(Collected data entries)
"""
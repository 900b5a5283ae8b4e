// ABOUTME: Agent boundary for quizd: the gateway trait, its HTTP implementation, and the session controller actor.
// ABOUTME: Everything async lives here; quizd-core stays pure.

pub mod controller;
pub mod gateway;
pub mod http;
pub mod testing;

pub use controller::{ControllerError, SessionControllerHandle, SessionOp, spawn};
pub use gateway::{AgentGateway, GatewayError};
pub use http::HttpGateway;
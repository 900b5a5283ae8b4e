// ABOUTME: Defines the role-tagged Turn and the append-only Transcript replayed to the agent.
// ABOUTME: Turns alternate user/assistant by construction: the transcript only grows by exchange pairs.

use serde::{Deserialize, Serialize};

/// Who produced a turn. Serialized lowercase because the transcript doubles
/// as the wire history the agent receives on every call.
#[derive(Debug, Clone, Copy, PartialEq, Eq, Serialize, Deserialize)]
#[serde(rename_all = "lowercase")]
pub enum Role {
    User,
    Assistant,
}

/// A single role-tagged message in the conversation with the quiz-master agent.
#[derive(Debug, Clone, PartialEq, Eq, Serialize, Deserialize)]
pub struct Turn {
    pub role: Role,
    pub content: String,
}

impl Turn {
    pub fn user(content: impl Into<String>) -> Self {
        Self {
            role: Role::User,
            content: content.into(),
        }
    }

    pub fn assistant(content: impl Into<String>) -> Self {
        Self {
            role: Role::Assistant,
            content: content.into(),
        }
    }
}

/// The ordered user/assistant history for one quiz session.
///
/// The agent is stateless between calls; this transcript is how it
/// reconstructs score, streak, and question count on every exchange. It is
/// append-only within a session and discarded wholesale on reset. Appends
/// happen only through `record_exchange`, so a lone user or assistant turn
/// is not expressible and strict alternation holds structurally.
#[derive(Debug, Clone, Default, PartialEq, Eq, Serialize, Deserialize)]
pub struct Transcript {
    turns: Vec<Turn>,
}

impl Transcript {
    pub fn new() -> Self {
        Self::default()
    }

    /// Append one completed exchange: the user message that was sent and the
    /// serialized result that came back.
    pub fn record_exchange(&mut self, message: &str, reply: &str) {
        self.turns.push(Turn::user(message));
        self.turns.push(Turn::assistant(reply));
    }

    pub fn turns(&self) -> &[Turn] {
        &self.turns
    }

    pub fn len(&self) -> usize {
        self.turns.len()
    }

    pub fn is_empty(&self) -> bool {
        self.turns.is_empty()
    }
}

#[cfg(test)]
mod tests {
    use super::*;

    #[test]
    fn transcript_grows_by_exchange_pairs() {
        let mut transcript = Transcript::new();
        assert!(transcript.is_empty());

        transcript.record_exchange("Start quiz: Category=Science, Difficulty=Medium", "{}");
        transcript.record_exchange("My answer is A", "{\"is_correct\":true}");

        assert_eq!(transcript.len(), 4);
    }

    #[test]
    fn turns_alternate_starting_with_user() {
        let mut transcript = Transcript::new();
        transcript.record_exchange("first", "one");
        transcript.record_exchange("second", "two");
        transcript.record_exchange("third", "three");

        for (i, turn) in transcript.turns().iter().enumerate() {
            let expected = if i % 2 == 0 { Role::User } else { Role::Assistant };
            assert_eq!(turn.role, expected, "turn {} has the wrong role", i);
        }
        assert_eq!(transcript.turns().last().map(|t| t.role), Some(Role::Assistant));
    }

    #[test]
    fn turn_serializes_with_lowercase_role() {
        let turn = Turn::user("Next question");
        let json = serde_json::to_string(&turn).expect("serialize turn");
        assert_eq!(json, r#"{"role":"user","content":"Next question"}"#);

        let deser: Turn = serde_json::from_str(&json).expect("deserialize turn");
        assert_eq!(deser, turn);
    }
}
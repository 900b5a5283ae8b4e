// ABOUTME: Route definitions for the quizd HTTP API.
// ABOUTME: Assembles all session routes into a single Axum Router with shared state.

use axum::Router;
use axum::routing::{get, post};
use tower_http::trace::TraceLayer;

use crate::api;
use crate::app_state::SharedState;

/// Build the complete Axum router with all routes and shared state.
pub fn create_router(state: SharedState) -> Router {
    Router::new()
        .route("/health", get(health))
        .route("/api/sessions", post(api::sessions::create_session))
        .route(
            "/api/sessions/{id}",
            get(api::sessions::get_session).delete(api::sessions::delete_session),
        )
        .route("/api/sessions/{id}/ops", post(api::sessions::dispatch_op))
        .layer(TraceLayer::new_for_http())
        .with_state(state)
}

/// Health check handler. Returns 200 OK with a simple JSON body.
async fn health() -> axum::Json<serde_json::Value> {
    axum::Json(serde_json::json!({ "status": "ok" }))
}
"""
__Work to complete__
Give the entries again exactly as they stand.

__Result for this exercise__
repository 900b5a5283ae8b4e
// ABOUTME: Agent boundary for quizd: the gateway trait, its HTTP implementation, and the session controller actor.
// ABOUTME: Everything async lives here; quizd-core stays pure.

pub mod controller;
pub mod gateway;
pub mod http;
pub mod testing;

pub use controller::{ControllerError, SessionControllerHandle, SessionOp, spawn};
pub use gateway::{AgentGateway, GatewayError};
pub use http::HttpGateway;
repository 900b5a5283ae8b4e
// ABOUTME: Defines the role-tagged Turn and the append-only Transcript replayed to the agent.
// ABOUTME: Turns alternate user/assistant by construction: the transcript only grows by exchange pairs.

use serde::{Deserialize, Serialize};

/// Who produced a turn. Serialized lowercase because the transcript doubles
/// as the wire history the agent receives on every call.
#[derive(Debug, Clone, Copy, PartialEq, Eq, Serialize, Deserialize)]
#[serde(rename_all = "lowercase")]
pub enum Role {
    User,
    Assistant,
}

/// A single role-tagged message in the conversation with the quiz-master agent.
#[derive(Debug, Clone, PartialEq, Eq, Serialize, Deserialize)]
pub struct Turn {
    pub role: Role,
    pub content: String,
}

impl Turn {
    pub fn user(content: impl Into<String>) -> Self {
        Self {
            role: Role::User,
            content: content.into(),
        }
    }

    pub fn assistant(content: impl Into<String>) -> Self {
        Self {
            role: Role::Assistant,
            content: content.into(),
        }
    }
}

/// The ordered user/assistant history for one quiz session.
///
/// The agent is stateless between calls; this transcript is how it
/// reconstructs score, streak, and question count on every exchange. It is
/// append-only within a session and discarded wholesale on reset. Appends
/// happen only through `record_exchange`, so a lone user or assistant turn
/// is not expressible and strict alternation holds structurally.
#[derive(Debug, Clone, Default, PartialEq, Eq, Serialize, Deserialize)]
pub struct Transcript {
    turns: Vec<Turn>,
}

impl Transcript {
    pub fn new() -> Self {
        Self::default()
    }

    /// Append one completed exchange: the user message that was sent and the
    /// serialized result that came back.
    pub fn record_exchange(&mut self, message: &str, reply: &str) {
        self.turns.push(Turn::user(message));
        self.turns.push(Turn::assistant(reply));
    }

    pub fn turns(&self) -> &[Turn] {
        &self.turns
    }

    pub fn len(&self) -> usize {
        self.turns.len()
    }

    pub fn is_empty(&self) -> bool {
        self.turns.is_empty()
    }
}

#[cfg(test)]
mod tests {
    use super::*;

    #[test]
    fn transcript_grows_by_exchange_pairs() {
        let mut transcript = Transcript::new();
        assert!(transcript.is_empty());

        transcript.record_exchange("Start quiz: Category=Science, Difficulty=Medium", "{}");
        transcript.record_exchange("My answer is A", "{\"is_correct\":true}");

        assert_eq!(transcript.len(), 4);
    }

    #[test]
    fn turns_alternate_starting_with_user() {
        let mut transcript = Transcript::new();
        transcript.record_exchange("first", "one");
        transcript.record_exchange("second", "two");
        transcript.record_exchange("third", "three");

        for (i, turn) in transcript.turns().iter().enumerate() {
            let expected = if i % 2 == 0 { Role::User } else { Role::Assistant };
            assert_eq!(turn.role, expected, "turn {} has the wrong role", i);
        }
        assert_eq!(transcript.turns().last().map(|t| t.role), Some(Role::Assistant));
    }

    #[test]
    fn turn_serializes_with_lowercase_role() {
        let turn = Turn::user("Next question");
        let json = serde_json::to_string(&turn).expect("serialize turn");
        assert_eq!(json, r#"{"role":"user","content":"Next question"}"#);

        let deser: Turn = serde_json::from_str(&json).expect("deserialize turn");
        assert_eq!(deser, turn);
    }
}
repository 900b5a5283ae8b4e
// ABOUTME: Route definitions for the quizd HTTP API.
// ABOUTME: Assembles all session routes into a single Axum Router with shared state.

use axum::Router;
use axum::routing::{get, post};
use tower_http::trace::TraceLayer;

use crate::api;
use crate::app_state::SharedState;

/// Build the complete Axum router with all routes and shared state.
pub fn create_router(state: SharedState) -> Router {
    Router::new()
        .route("/health", get(health))
        .route("/api/sessions", post(api::sessions::create_session))
        .route(
            "/api/sessions/{id}",
            get(api::sessions::get_session).delete(api::sessions::delete_session),
        )
        .route("/api/sessions/{id}/ops", post(api::sessions::dispatch_op))
        .layer(TraceLayer::new_for_http())
        .with_state(state)
}

/// Health check handler. Returns 200 OK with a simple JSON body.
async fn health() -> axum::Json<serde_json::Value> {
    axum::Json(serde_json::json!({ "status": "ok" }))
}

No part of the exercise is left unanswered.